Hospitals are pressure cookers. Working in hospitals involve dealing with pressures at all times: time pressures, clinical demands, urgent matters, sick patients, excessive workload, mounting paperwork, challenging procedures, etc. In the midst of high tension and pressure situations, egos get rubbed, tempers flare, and sharp, hurtful words get thrown about. Even on days with less pressures, sometimes our communication often involve cynical and sarcastic remarks about colleagues, patients, other specialties and allied health staff. Let me challenge you this Friday to hold your tongue. Hold back on any sarcastic comments or negative words you are about to say. Just hold it and let the comments pass. Don’t even justify anything. Just smile and keep quiet. See how that will change your mood. Hold no grudges. Live lightly and live well.

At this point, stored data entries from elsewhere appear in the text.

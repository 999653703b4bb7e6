// Copyright 2016 Mozilla Foundation
//
// Licensed under the Apache License, Version 2.0 (the "License");
// you may not use this file except in compliance with the License.
// You may obtain a copy of the License at
//
//     http://www.apache.org/licenses/LICENSE-2.0
//
// Unless required by applicable law or agreed to in writing, software
// distributed under the License is distributed on an "AS IS" BASIS,
// WITHOUT WARRANTIES OR CONDITIONS OF ANY KIND, either express or implied.
// See the License for the specific language governing permissions and
// limitations under the License.

#![deny(rust_2018_idioms)]
#![allow(clippy::new_without_default)]

#[macro_use]
extern crate log;
// To get macros in scope, this has to be first.
#[cfg(test)]
#[macro_use]
mod test;

pub mod errors;

pub mod cmdline;
pub mod commands;
pub mod config;
pub mod fs;

use std::env;

/// VERSION is the pkg version of oss-objfs.
pub const VERSION: &str = env!("CARGO_PKG_VERSION");

/// Used to denote the environment variable that controls
/// logging for oss-objfs.
pub const LOGGING_ENV: &str = "OSS_OBJFS_LOG";

pub fn main() {
    init_logging();

    let invocation = match cmdline::try_parse() {
        Ok(invocation) => invocation,
        Err(e) => match e.downcast::<clap::error::Error>() {
            // If the error is from clap then let them handle formatting and exiting
            Ok(clap_err) => clap_err.exit(),
            Err(some_other_err) => {
                println!("oss-objfs: {some_other_err}");
                for source in some_other_err.chain().skip(1) {
                    println!("oss-objfs: caused by: {source}");
                }
                std::process::exit(1);
            }
        },
    };

    std::process::exit(match commands::run_command(invocation) {
        Ok(s) => s,
        Err(e) => {
            eprintln!("oss-objfs: error: {}", e);
            for e in e.chain().skip(1) {
                eprintln!("oss-objfs: caused by: {}", e);
            }
            2
        }
    });
}

fn init_logging() {
    if env::var(LOGGING_ENV).is_ok() {
        match env_logger::Builder::from_env(LOGGING_ENV).try_init() {
            Ok(_) => (),
            Err(e) => panic!("Failed to initialize logging: {:?}", e),
        }
    }
}
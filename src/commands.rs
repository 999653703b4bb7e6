// Copyright 2016 Mozilla Foundation
//
// Licensed under the Apache License, Version 2.0 (the "License");
// you may not use this file except in compliance with the License.
// You may obtain a copy of the License at
//
//     http://www.apache.org/licenses/LICENSE-2.0
//
// Unless required by applicable law or agreed to in writing, software
// distributed under the License is distributed on an "AS IS" BASIS,
// WITHOUT WARRANTIES OR CONDITIONS OF ANY KIND, either express or implied.
// See the License for the specific language governing permissions and
// limitations under the License.

use std::io::{self, Write};

use tokio::runtime::Builder as RuntimeBuilder;

use crate::cmdline::{Command, Invocation};
use crate::config::OssConfig;
use crate::errors::*;
use crate::fs::{FsArgs, ObjectFileSystem, ObjectInfo, OssFileSystem};

fn print_infos<W: Write>(out: &mut W, infos: &[ObjectInfo]) -> Result<()> {
    for info in infos {
        if info.is_dir {
            writeln!(out, "{:>12}  {}/", "DIR", info.path)?;
        } else {
            writeln!(out, "{:>12}  {}", info.size, info.path)?;
        }
    }
    Ok(())
}

/// Run `cmd` against `fs`, writing any output to `out`.
pub async fn run<F, W>(fs: &F, cmd: Command, out: &mut W) -> Result<()>
where
    F: ObjectFileSystem,
    W: Write,
{
    match cmd {
        Command::List { path } => {
            let mut infos = fs.ls(&path).await?;
            infos.sort_by(|a, b| a.path.cmp(&b.path));
            print_infos(out, &infos)?;
        }
        Command::Find { path } => {
            let mut infos = fs.find(&path).await?;
            infos.sort_by(|a, b| a.path.cmp(&b.path));
            print_infos(out, &infos)?;
        }
        Command::Cat { path } => {
            let data = fs.read(&path).await?;
            out.write_all(&data)?;
        }
        Command::Stat { path } => {
            let info = fs.info(&path).await?;
            serde_json::to_writer_pretty(&mut *out, &info)?;
            writeln!(out)?;
        }
        Command::Put { local, path } => {
            fs.put_file(&local, &path)
                .await
                .with_context(|| format!("failed to upload {}", local.display()))?;
        }
        Command::Get { path, local } => {
            fs.get_file(&path, &local)
                .await
                .with_context(|| format!("failed to download {path}"))?;
        }
        Command::Copy { from, to } => fs.copy(&from, &to).await?,
        Command::Remove { path, recursive } => fs.rm(&path, recursive).await?,
        Command::MakeDirs { path } => fs.makedirs(&path).await?,
    }
    out.flush()?;
    Ok(())
}

/// Run a parsed command line against OSS, returning the exit code.
pub fn run_command(invocation: Invocation) -> Result<i32> {
    let Invocation { config, command } = invocation;
    let config = OssConfig::load(config.as_deref())?;
    let fs = OssFileSystem::new(config, FsArgs::default());
    trace!("running {:?} with {:?}", command, fs);

    let runtime = RuntimeBuilder::new_multi_thread().enable_all().build()?;
    let stdout = io::stdout();
    let mut out = stdout.lock();
    runtime.block_on(run(&fs, command, &mut out))?;
    Ok(0)
}
// Copyright 2016 Mozilla Foundation
//
// Licensed under the Apache License, Version 2.0 (the "License");
// you may not use this file except in compliance with the License.
// You may obtain a copy of the License at
//
//     http://www.apache.org/licenses/LICENSE-2.0
//
// Unless required by applicable law or agreed to in writing, software
// distributed under the License is distributed on an "AS IS" BASIS,
// WITHOUT WARRANTIES OR CONDITIONS OF ANY KIND, either express or implied.
// See the License for the specific language governing permissions and
// limitations under the License.

fn main() {
    oss_objfs::main();
}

You are always running, probably. I know I used to. I used to always run between theatre, emergency, the ward, clinic, preoperative holding bay, recovery, etc. I need to run so I can pack more things into my day and spread myself thinly over many things. In the midst of running, I often realise that I am less effective and less helpful to others. I project this air of busy-ness and keep others at a distance so they won’t bother me. But I’m learning now to slow down and purposely hold my thoughts longer. I’m learning to slow down during rounds so I can spend a bit more time with patients, and allow students and nurses to stop me and ask me questions. I slow down enough to make me interruptible and approachable. I slow down enough to allow my mind to think clearly. I sit on the patient’s bed. I sit on the nurses desk. I slow my footsteps. Interestingly, I still get the same amount of stuff done (or not done) during the day whether I am at 110mph or just on slower speed. I am realising that slowing down is good for me, my colleagues and my patients. Try that.

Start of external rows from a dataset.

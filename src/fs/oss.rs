// Licensed under the Apache License, Version 2.0 (the "License");
// you may not use this file except in compliance with the License.
// You may obtain a copy of the License at
//
//     http://www.apache.org/licenses/LICENSE-2.0
//
// Unless required by applicable law or agreed to in writing, software
// distributed under the License is distributed on an "AS IS" BASIS,
// WITHOUT WARRANTIES OR CONDITIONS OF ANY KIND, either express or implied.
// See the License for the specific language governing permissions and
// limitations under the License.

use std::collections::HashMap;
use std::fmt;
use std::sync::{Arc, Mutex};
use std::time::Duration;

use once_cell::sync::OnceCell;
use opendal::Operator;
use opendal::layers::{HttpClientLayer, LoggingLayer};
use opendal::raw::HttpClient;
use opendal::services::Oss;
use reqwest::ClientBuilder;

use crate::config::{self, OssConfig};
use crate::errors::*;
use crate::fs::ObjectFileSystem;
use crate::fs::uri::infer_storage_options;

/// Looks up an environment variable.
pub type EnvLookup = Arc<dyn Fn(&str) -> Option<String> + Send + Sync>;

/// Login details handed to the OSS operator.
#[derive(Clone, Default, PartialEq, Eq)]
pub struct Credentials {
    pub key: Option<String>,
    pub secret: Option<String>,
    pub endpoint: Option<String>,
}

impl fmt::Debug for Credentials {
    fn fmt(&self, f: &mut fmt::Formatter<'_>) -> fmt::Result {
        f.debug_struct("Credentials")
            .field("key", &self.key)
            .field("secret", &self.secret.as_ref().map(|_| "<redacted>"))
            .field("endpoint", &self.endpoint)
            .finish()
    }
}

impl Credentials {
    /// Explicit config wins, then `OSS_ACCESS_KEY_ID` / `OSS_ACCESS_KEY_SECRET`.
    /// The endpoint is only ever taken from the config.
    ///
    /// Nothing is validated here; bad credentials show up as errors from
    /// the first request.
    pub fn resolve<E>(config: &OssConfig, env: E) -> Credentials
    where
        E: Fn(&str) -> Option<String>,
    {
        Credentials {
            key: config::resolve(
                config.oss_key_id.as_deref(),
                config::ACCESS_KEY_ID_ENV,
                None,
                &env,
            ),
            secret: config::resolve(
                config.oss_key_secret.as_deref(),
                config::ACCESS_KEY_SECRET_ENV,
                None,
                &env,
            ),
            endpoint: config.oss_endpoint.clone().filter(|e| !e.is_empty()),
        }
    }
}

/// Timeouts applied to the HTTP client. `None` means no timeout.
#[derive(Clone, Copy, Debug, Default, PartialEq, Eq)]
pub struct ClientTimeout {
    pub connect: Option<Duration>,
    pub read: Option<Duration>,
    /// Cap on a whole request.
    pub total: Option<Duration>,
}

impl ClientTimeout {
    /// Resolve each timeout on its own: config key, then environment
    /// variable, then the built-in default.
    pub fn resolve<E>(config: &OssConfig, env: E) -> Result<ClientTimeout>
    where
        E: Fn(&str) -> Option<String>,
    {
        let seconds = |name: &str, configured: Option<&str>, env_key: &str, default: &str| {
            let value = config::resolve(configured, env_key, Some(default), &env)
                .unwrap_or_else(|| default.to_owned());
            config::parse_seconds(name, &value)
        };

        let connect = seconds(
            "oss_connect_timeout",
            config.oss_connect_timeout.as_deref(),
            config::CONNECT_TIMEOUT_ENV,
            config::DEFAULT_CONNECT_TIMEOUT,
        )?;
        let read = seconds(
            "oss_read_timeout",
            config.oss_read_timeout.as_deref(),
            config::READ_TIMEOUT_ENV,
            config::DEFAULT_READ_TIMEOUT,
        )?;
        let total = seconds(
            "oss_total_timeout",
            config.oss_total_timeout.as_deref(),
            config::TOTAL_TIMEOUT_ENV,
            config::DEFAULT_TOTAL_TIMEOUT,
        )?;

        Ok(ClientTimeout {
            connect: config::seconds_to_duration("oss_connect_timeout", connect)?,
            read: config::seconds_to_duration("oss_read_timeout", read)?,
            total: config::seconds_to_duration("oss_total_timeout", total)?,
        })
    }
}

/// Options for the HTTP client underneath the OSS operators.
#[derive(Clone, Debug, Default, PartialEq, Eq)]
pub struct ClientOptions {
    /// When set, used as is and never replaced by resolved timeouts.
    pub timeout: Option<ClientTimeout>,
    pub user_agent: Option<String>,
}

/// Arguments the filesystem client is constructed from.
#[derive(Clone, Debug, Default, PartialEq, Eq)]
pub struct FsArgs {
    pub client: ClientOptions,
    /// Key prefix applied inside every bucket.
    pub root: Option<String>,
    /// Send unsigned requests when no credentials are available.
    pub allow_anonymous: bool,
}

impl FsArgs {
    /// Fill in `client.timeout` from `timeout` unless the caller already
    /// picked one.
    pub fn with_default_timeout(mut self, timeout: ClientTimeout) -> FsArgs {
        if self.client.timeout.is_none() {
            self.client.timeout = Some(timeout);
        }
        self
    }
}

fn build_http_client(options: &ClientOptions) -> Result<HttpClient> {
    let user_agent = options.user_agent.clone().unwrap_or_else(|| {
        format!("{}/{}", env!("CARGO_PKG_NAME"), env!("CARGO_PKG_VERSION"))
    });
    let mut builder = ClientBuilder::new().user_agent(user_agent);
    if let Some(timeout) = options.timeout {
        if let Some(connect) = timeout.connect {
            builder = builder.connect_timeout(connect);
        }
        if let Some(read) = timeout.read {
            builder = builder.read_timeout(read);
        }
        if let Some(total) = timeout.total {
            builder = builder.timeout(total);
        }
    }
    let client = builder.build().context("failed to build the HTTP client")?;
    Ok(HttpClient::with(client))
}

/// The async client shared by every operation of an `OssFileSystem`.
///
/// Holds one HTTP client and hands out one operator per bucket.
pub struct OssClient {
    args: FsArgs,
    credentials: Credentials,
    http: HttpClient,
    operators: Mutex<HashMap<String, Operator>>,
}

impl fmt::Debug for OssClient {
    fn fmt(&self, f: &mut fmt::Formatter<'_>) -> fmt::Result {
        f.debug_struct("OssClient")
            .field("args", &self.args)
            .field("credentials", &self.credentials)
            .finish_non_exhaustive()
    }
}

impl OssClient {
    pub fn new(args: FsArgs, credentials: Credentials) -> Result<OssClient> {
        let http = build_http_client(&args.client)?;
        Ok(OssClient {
            args,
            credentials,
            http,
            operators: Mutex::new(HashMap::new()),
        })
    }

    pub fn args(&self) -> &FsArgs {
        &self.args
    }

    pub fn credentials(&self) -> &Credentials {
        &self.credentials
    }

    /// Get the operator for `bucket`, building it on first use.
    pub fn operator(&self, bucket: &str) -> Result<Operator> {
        let mut operators = self.operators.lock().unwrap();
        if let Some(op) = operators.get(bucket) {
            return Ok(op.clone());
        }

        let mut builder = Oss::default()
            .bucket(bucket)
            .root(self.args.root.as_deref().unwrap_or("/"));
        if let Some(endpoint) = &self.credentials.endpoint {
            builder = builder.endpoint(endpoint);
        }
        if let Some(key) = &self.credentials.key {
            builder = builder.access_key_id(key);
        }
        if let Some(secret) = &self.credentials.secret {
            builder = builder.access_key_secret(secret);
        }
        if self.args.allow_anonymous {
            builder = builder.allow_anonymous();
        }

        let op = Operator::new(builder)
            .with_context(|| format!("failed to set up OSS bucket {bucket:?}"))?
            .layer(HttpClientLayer::new(self.http.clone()))
            .layer(LoggingLayer::default())
            .finish();
        debug!("built OSS operator for bucket {}", bucket);
        operators.insert(bucket.to_owned(), op.clone());
        Ok(op)
    }
}

/// Alibaba Cloud OSS, served under `oss://bucket/key`.
pub struct OssFileSystem {
    config: OssConfig,
    fs_args: FsArgs,
    env: EnvLookup,
    fs: OnceCell<Arc<OssClient>>,
}

impl fmt::Debug for OssFileSystem {
    fn fmt(&self, f: &mut fmt::Formatter<'_>) -> fmt::Result {
        f.debug_struct("OssFileSystem")
            .field("fs_args", &self.fs_args)
            .field("initialized", &self.fs.get().is_some())
            .finish_non_exhaustive()
    }
}

impl OssFileSystem {
    /// Create a filesystem reading fallbacks from the process environment.
    pub fn new(config: OssConfig, fs_args: FsArgs) -> OssFileSystem {
        OssFileSystem::with_env(config, fs_args, Arc::new(config::process_env))
    }

    /// Create a filesystem reading fallbacks through `env`.
    pub fn with_env(config: OssConfig, fs_args: FsArgs, env: EnvLookup) -> OssFileSystem {
        OssFileSystem {
            config,
            fs_args,
            env,
            fs: OnceCell::new(),
        }
    }

    pub fn config(&self) -> &OssConfig {
        &self.config
    }

    pub fn prepare_credentials(&self) -> Credentials {
        Credentials::resolve(&self.config, &*self.env)
    }

    /// Work out the arguments the client gets built from.
    pub fn prepare_fs_args(&self) -> Result<FsArgs> {
        // Resolved even when the caller brought their own timeout, so bad
        // values are reported either way.
        let timeout = ClientTimeout::resolve(&self.config, &*self.env)?;
        Ok(self.fs_args.clone().with_default_timeout(timeout))
    }

    /// The shared client, built on first access.
    ///
    /// Concurrent first calls block until one of them has built the
    /// client and then all see that same instance. A failed build leaves
    /// nothing behind, so the next call tries again.
    pub fn fs(&self) -> Result<Arc<OssClient>> {
        self.fs
            .get_or_try_init(|| {
                let args = self.prepare_fs_args()?;
                let credentials = self.prepare_credentials();
                debug!(
                    "creating OSS client: endpoint {:?}, timeout {:?}",
                    credentials.endpoint, args.client.timeout
                );
                Ok::<_, Error>(Arc::new(OssClient::new(args, credentials)?))
            })
            .map(Arc::clone)
    }
}

impl ObjectFileSystem for OssFileSystem {
    const PROTOCOL: &'static str = "oss";
    const PARAM_CHECKSUM: &'static str = "etag";
    const LIST_OBJECT_PAGE_SIZE: usize = 100;

    fn strip_protocol(path: &str) -> String {
        let options = infer_storage_options(path);
        options.host.unwrap_or_default() + &options.path
    }

    fn unstrip_protocol(&self, path: &str) -> String {
        format!("{}://{}", Self::PROTOCOL, path.trim_start_matches('/'))
    }

    fn operator(&self, bucket: &str) -> Result<Operator> {
        self.fs()?.operator(bucket)
    }
}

Doctors never work alone. Patients are best served when doctors work well with allied health. I can easily list the allied health workers that ENTs work with very closely: nurses, pharmacists, audiologists, speech and language pathologists, physiotherapists, nutritionists, social workers. What about your specialty? Who do you work with? Take time today to thank them and appreciate them. It will build a stronger working relationship that will benefit your patients.
It takes an army of workers to make a hospital run. There are many, many unseen employees in every hospital working for the good of the patients. As doctors, we are often seen as the face of the hospital, but we know that we would not be able to work effectively without the help of so many others. Today, make a special effort to see those unseen workers. See them, smile at them and thank them. See the janitors, cleaners, porters, security guards, engineering, kitchen services, receptionists, switchboard operators, operating theatre sterilisers, lab technicians, etc. There are hundreds of unseen quiet workers in the hospital. A tap on their shoulders with the words, “Thank you. My patients and I appreciate your good work” may just make their day.